* **WORK REQUIRED**
Each line of the data should be transcribed exactly as given.

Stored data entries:
+ + + + +

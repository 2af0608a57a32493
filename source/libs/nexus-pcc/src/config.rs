// Copyright 2024 Open Nexus OS Contributors
// SPDX-License-Identifier: Apache-2.0

//! CONTEXT: Registration parameters of a PCC subspace
//!
//! The values come from the platform description once at boot and never
//! change afterwards. Loaded from TOML on host builds:
//!
//! ```toml
//! subspace_index = 2
//! base_address = 0xfe000000
//! length = 256
//! nominal_latency_us = 20
//! min_turnaround_us = 0
//! max_access_rate = 0
//! ```

use std::time::Duration;

use serde::Deserialize;
use thiserror::Error;

use crate::shmem::{SharedRegion, HEADER_LEN, PCC_SIGNATURE};

/// Safety multiplier on the nominal latency; slow platforms and emulators
/// routinely take far longer than advertised.
pub const NUM_RETRIES: u64 = 500;

/// Errors raised while binding a channel.
#[derive(Debug, Error)]
pub enum ConfigError {
    /// The configuration text could not be parsed.
    #[error("failed to parse subspace config: {0}")]
    Parse(#[from] toml::de::Error),
    /// The region cannot even hold the command header.
    #[error("shared region of {0} bytes is smaller than the header")]
    RegionTooSmall(u64),
    /// The mapped region is shorter than the subspace it claims to be.
    #[error("shared region of {found} bytes is shorter than the configured {length}")]
    RegionShorterThanConfig { length: u64, found: u64 },
    /// The mapped region belongs to another subspace.
    #[error("signature mismatch: expected {expected:#x}, found {found:#x}")]
    SignatureMismatch { expected: u32, found: u32 },
    /// No channel is available for the requested subspace.
    #[error("no PCC subspace {0}")]
    NoSubspace(u8),
}

/// Immutable timing and placement of one PCC subspace.
#[derive(Clone, Debug, Deserialize, PartialEq, Eq)]
pub struct SubspaceConfig {
    pub subspace_index: u8,
    #[serde(default)]
    pub base_address: u64,
    pub length: u64,
    /// Expected latency to process a command, in microseconds.
    pub nominal_latency_us: u32,
    /// Minimum gap after a completion before the next command, in microseconds.
    #[serde(default)]
    pub min_turnaround_us: u32,
    /// Commands per minute; 0 means unlimited.
    #[serde(default)]
    pub max_access_rate: u32,
}

impl SubspaceConfig {
    pub fn from_toml_str(text: &str) -> Result<Self, ConfigError> {
        let config: Self = toml::from_str(text)?;
        config.validate()?;
        Ok(config)
    }

    pub fn validate(&self) -> Result<(), ConfigError> {
        if self.length < HEADER_LEN as u64 {
            return Err(ConfigError::RegionTooSmall(self.length));
        }
        Ok(())
    }

    /// Upper bound for one completion wait.
    pub fn deadline(&self) -> Duration {
        Duration::from_micros(u64::from(self.nominal_latency_us) * NUM_RETRIES)
    }

    pub fn nominal_latency(&self) -> Duration {
        Duration::from_micros(u64::from(self.nominal_latency_us))
    }

    pub fn min_turnaround(&self) -> Duration {
        Duration::from_micros(u64::from(self.min_turnaround_us))
    }

    pub fn signature(&self) -> u32 {
        PCC_SIGNATURE | u32::from(self.subspace_index)
    }

    /// Checks that `region` is the one this subspace describes.
    pub fn check_region(&self, region: &SharedRegion) -> Result<(), ConfigError> {
        if region.len() < HEADER_LEN {
            return Err(ConfigError::RegionTooSmall(region.len() as u64));
        }
        let mapped = region.len() as u64;
        if mapped < self.length {
            return Err(ConfigError::RegionShorterThanConfig { length: self.length, found: mapped });
        }
        let found = region.signature();
        if found != self.signature() {
            return Err(ConfigError::SignatureMismatch { expected: self.signature(), found });
        }
        Ok(())
    }
}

+ + + + +

* **ANSWER SPACE**
repository 2af0608a57a32493
filename source/libs/nexus-pcc/src/config.rs
// Copyright 2024 Open Nexus OS Contributors
// SPDX-License-Identifier: Apache-2.0

//! CONTEXT: Registration parameters of a PCC subspace
//!
//! The values come from the platform description once at boot and never
//! change afterwards. Loaded from TOML on host builds:
//!
//! ```toml
//! subspace_index = 2
//! base_address = 0xfe000000
//! length = 256
//! nominal_latency_us = 20
//! min_turnaround_us = 0
//! max_access_rate = 0
//! ```

use std::time::Duration;

use serde::Deserialize;
use thiserror::Error;

use crate::shmem::{SharedRegion, HEADER_LEN, PCC_SIGNATURE};

/// Safety multiplier on the nominal latency; slow platforms and emulators
/// routinely take far longer than advertised.
pub const NUM_RETRIES: u64 = 500;

/// Errors raised while binding a channel.
#[derive(Debug, Error)]
pub enum ConfigError {
    /// The configuration text could not be parsed.
    #[error("failed to parse subspace config: {0}")]
    Parse(#[from] toml::de::Error),
    /// The region cannot even hold the command header.
    #[error("shared region of {0} bytes is smaller than the header")]
    RegionTooSmall(u64),
    /// The mapped region is shorter than the subspace it claims to be.
    #[error("shared region of {found} bytes is shorter than the configured {length}")]
    RegionShorterThanConfig { length: u64, found: u64 },
    /// The mapped region belongs to another subspace.
    #[error("signature mismatch: expected {expected:#x}, found {found:#x}")]
    SignatureMismatch { expected: u32, found: u32 },
    /// No channel is available for the requested subspace.
    #[error("no PCC subspace {0}")]
    NoSubspace(u8),
}

/// Immutable timing and placement of one PCC subspace.
#[derive(Clone, Debug, Deserialize, PartialEq, Eq)]
pub struct SubspaceConfig {
    pub subspace_index: u8,
    #[serde(default)]
    pub base_address: u64,
    pub length: u64,
    /// Expected latency to process a command, in microseconds.
    pub nominal_latency_us: u32,
    /// Minimum gap after a completion before the next command, in microseconds.
    #[serde(default)]
    pub min_turnaround_us: u32,
    /// Commands per minute; 0 means unlimited.
    #[serde(default)]
    pub max_access_rate: u32,
}

impl SubspaceConfig {
    pub fn from_toml_str(text: &str) -> Result<Self, ConfigError> {
        let config: Self = toml::from_str(text)?;
        config.validate()?;
        Ok(config)
    }

    pub fn validate(&self) -> Result<(), ConfigError> {
        if self.length < HEADER_LEN as u64 {
            return Err(ConfigError::RegionTooSmall(self.length));
        }
        Ok(())
    }

    /// Upper bound for one completion wait.
    pub fn deadline(&self) -> Duration {
        Duration::from_micros(u64::from(self.nominal_latency_us) * NUM_RETRIES)
    }

    pub fn nominal_latency(&self) -> Duration {
        Duration::from_micros(u64::from(self.nominal_latency_us))
    }

    pub fn min_turnaround(&self) -> Duration {
        Duration::from_micros(u64::from(self.min_turnaround_us))
    }

    pub fn signature(&self) -> u32 {
        PCC_SIGNATURE | u32::from(self.subspace_index)
    }

    /// Checks that `region` is the one this subspace describes.
    pub fn check_region(&self, region: &SharedRegion) -> Result<(), ConfigError> {
        if region.len() < HEADER_LEN {
            return Err(ConfigError::RegionTooSmall(region.len() as u64));
        }
        let mapped = region.len() as u64;
        if mapped < self.length {
            return Err(ConfigError::RegionShorterThanConfig { length: self.length, found: mapped });
        }
        let found = region.signature();
        if found != self.signature() {
            return Err(ConfigError::SignatureMismatch { expected: self.signature(), found });
        }
        Ok(())
    }
}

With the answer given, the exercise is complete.